DDoS攻撃でFeedlyにアクセス障害、中止と引き換えに金銭を要求(マイナビニュース 2014/6/12)
RSSフィードサービスを提供する米Feedlyは6月11日(現地時間)、DDoS攻撃を受けてサービスを提供できない状態に陥ったことをブログで明らかにした。攻撃中止の条件として攻撃者が金銭を要求してきたが、同社は要求を拒否。マイナビニュースここ数年で個人ユーザーを相手にランサムウェアを使ってPCやスマホの乗っ取り金銭を要求する事件が増えていましたが、今後は企業や組織を狙った形の犯罪に発展して増加していくのかもしれません。

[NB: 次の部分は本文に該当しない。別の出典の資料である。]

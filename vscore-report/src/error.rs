//! Error type for report handlers
//!
//! Every failure is rendered as `{ "error": { "code", "message" } }`.

use axum::{
    http::StatusCode,
    response::{IntoResponse, Response},
    Json,
};
use serde_json::json;
use thiserror::Error;

#[derive(Debug, Error)]
pub enum ApiError {
    /// Invalid query parameter (400)
    #[error("Invalid request: {0}")]
    BadRequest(String),

    #[error("Database error: {0}")]
    Database(#[from] sqlx::Error),
}

impl IntoResponse for ApiError {
    fn into_response(self) -> Response {
        let (status, code) = match &self {
            ApiError::BadRequest(_) => (StatusCode::BAD_REQUEST, "BAD_REQUEST"),
            ApiError::Database(_) => (StatusCode::INTERNAL_SERVER_ERROR, "DATABASE_ERROR"),
        };

        let body = Json(json!({
            "error": {
                "code": code,
                "message": self.to_string(),
            }
        }));

        (status, body).into_response()
    }
}

pub type ApiResult<T> = Result<T, ApiError>;
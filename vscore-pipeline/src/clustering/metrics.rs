//! Cluster quality metrics

use super::kmeans::squared_distance;

/// Mean silhouette coefficient over all points (Euclidean distance)
///
/// `None` when fewer than two clusters are populated, since the
/// coefficient is undefined there. A point alone in its cluster scores 0.
pub fn silhouette_score<const D: usize>(points: &[[f64; D]], labels: &[usize]) -> Option<f64> {
    if points.is_empty() || points.len() != labels.len() {
        return None;
    }

    let k = labels.iter().copied().max()? + 1;
    let mut sizes = vec![0usize; k];
    for &label in labels {
        sizes[label] += 1;
    }
    if sizes.iter().filter(|&&s| s > 0).count() < 2 {
        return None;
    }

    let mut total = 0.0;
    let mut sums = vec![0.0; k];

    for (i, point) in points.iter().enumerate() {
        let own = labels[i];
        if sizes[own] < 2 {
            continue;
        }

        sums.iter_mut().for_each(|s| *s = 0.0);
        for (j, other) in points.iter().enumerate() {
            if i != j {
                sums[labels[j]] += squared_distance(point, other).sqrt();
            }
        }

        let a = sums[own] / (sizes[own] - 1) as f64;
        let b = (0..k)
            .filter(|&c| c != own && sizes[c] > 0)
            .map(|c| sums[c] / sizes[c] as f64)
            .fold(f64::INFINITY, f64::min);

        let denominator = a.max(b);
        if denominator > 0.0 {
            total += (b - a) / denominator;
        }
    }

    Some(total / points.len() as f64)
}
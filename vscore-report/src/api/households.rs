//! Upstream household and region browsing

use axum::{
    extract::{Query, State},
    routing::get,
    Json, Router,
};
use serde::{Deserialize, Serialize};

use crate::db::{self, HouseholdRow};
use crate::error::{ApiError, ApiResult};
use crate::pagination::{calculate_pagination, PageParams, Pagination, DEFAULT_LIMIT};
use crate::AppState;

#[derive(Debug, Deserialize)]
pub struct HouseholdQuery {
    /// Region name; absent or `ALL` for every region
    pub region: Option<String>,
    #[serde(default = "default_page")]
    pub page: i64,
    #[serde(default = "default_limit")]
    pub limit: i64,
}

fn default_page() -> i64 {
    1
}

fn default_limit() -> i64 {
    DEFAULT_LIMIT
}

#[derive(Debug, Serialize)]
pub struct HouseholdListResponse {
    pub data: Vec<HouseholdRow>,
    pub pagination: Pagination,
}

#[derive(Debug, Serialize)]
pub struct RegionName {
    pub name: String,
}

/// GET /api/households
pub async fn list_households(
    State(state): State<AppState>,
    Query(query): Query<HouseholdQuery>,
) -> ApiResult<Json<HouseholdListResponse>> {
    let params = PageParams {
        page: query.page,
        limit: query.limit,
    };
    params.validate().map_err(ApiError::BadRequest)?;

    let region = db::RecordFilter::new(query.region.as_deref(), None).region;

    let total_items = db::count_households(&state.db, region.as_deref()).await?;
    let data = db::list_households(&state.db, region.as_deref(), params.limit, params.offset()).await?;

    Ok(Json(HouseholdListResponse {
        data,
        pagination: calculate_pagination(total_items, &params),
    }))
}

/// GET /api/regions
pub async fn list_regions(State(state): State<AppState>) -> ApiResult<Json<Vec<RegionName>>> {
    let names = db::list_region_names(&state.db).await?;
    Ok(Json(names.into_iter().map(|name| RegionName { name }).collect()))
}

pub fn household_routes() -> Router<AppState> {
    Router::new()
        .route("/api/households", get(list_households))
        .route("/api/regions", get(list_regions))
}
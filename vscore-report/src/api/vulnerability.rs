//! Scored household listing

use axum::{
    extract::{Query, State},
    routing::get,
    Json, Router,
};
use serde::{Deserialize, Serialize};

use crate::db::{self, ListingRow, RecordFilter};
use crate::error::{ApiError, ApiResult};
use crate::pagination::{calculate_pagination, PageParams, Pagination, DEFAULT_LIMIT};
use crate::AppState;

/// Query parameters for `GET /api/vulnerability`
#[derive(Debug, Deserialize)]
pub struct ListingQuery {
    /// Exact region name; absent or `ALL` for every region
    pub region: Option<String>,
    #[serde(default = "default_page")]
    pub page: i64,
    #[serde(default = "default_limit")]
    pub limit: i64,
    /// Substring of household id, head name or region
    pub search: Option<String>,
}

fn default_page() -> i64 {
    1
}

fn default_limit() -> i64 {
    DEFAULT_LIMIT
}

#[derive(Debug, Serialize)]
pub struct ListingResponse {
    pub data: Vec<ListingRow>,
    pub pagination: Pagination,
}

/// GET /api/vulnerability
pub async fn list_vulnerability(
    State(state): State<AppState>,
    Query(query): Query<ListingQuery>,
) -> ApiResult<Json<ListingResponse>> {
    let params = PageParams {
        page: query.page,
        limit: query.limit,
    };
    params.validate().map_err(ApiError::BadRequest)?;

    let filter = RecordFilter::new(query.region.as_deref(), query.search.as_deref());

    let total_items = db::count_records(&state.db, &filter).await?;
    let data = db::list_records(&state.db, &filter, params.limit, params.offset()).await?;

    Ok(Json(ListingResponse {
        data,
        pagination: calculate_pagination(total_items, &params),
    }))
}

/// GET /api/vulnerability/regions
pub async fn list_scored_regions(State(state): State<AppState>) -> ApiResult<Json<Vec<String>>> {
    Ok(Json(db::distinct_regions(&state.db).await?))
}

pub fn vulnerability_routes() -> Router<AppState> {
    Router::new()
        .route("/api/vulnerability", get(list_vulnerability))
        .route("/api/vulnerability/regions", get(list_scored_regions))
}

そういう未来はできればあまり想像したくありませんが、ネットにつながるということのメリットとデメリットを改めて抜本的に考え直すきっかけとなるようなとんでもない出来事が近い将来起きそうな漠然とした不安もあります。
IT関連産業はこれまで可能性があれば旧来の価値観を打ち壊してしまうような事業でもまずはやってみるということに大きな意味がありました。また、無謀であってもベータ版という名の下に新しいことを試してしまえる場でもありました。しかし、ネットへつながるということがどんどん当たり前となり、しかも老若男女問わず誰もが簡単にそうしたサービスや機器を利用できる時代へシフトしてしまった今、安全かどうかは分からないけれど新しいことだからまずはやってみようという勢いだけで何かを始めるのはそろそろ許されない立場になりつつあります。プライバシー問題などもそうですが、これまでのまずはやってみて失敗ならばやめて違うことを始めればいいという論法はそろそろ言い訳としては通じなくなりつつあることを自覚すべき時期かと。また、ITは昔からこうなんだからお前達は文句言うなみたいな物言いがもし出てくるとすれば、それは単なる老害と化している証拠でもあるので、そういう方々は物理的な年齢とは関係なくひっそりと退場していただくのが賢明というものかもしれません。
いわゆる2.0の終わり、FACEBOOKのような牧歌的なインターネット観というのは死んだ、といろんな人が言う根拠ってこの辺にあるのかな、と思います。
トレンダーズは死んだんでしょうか。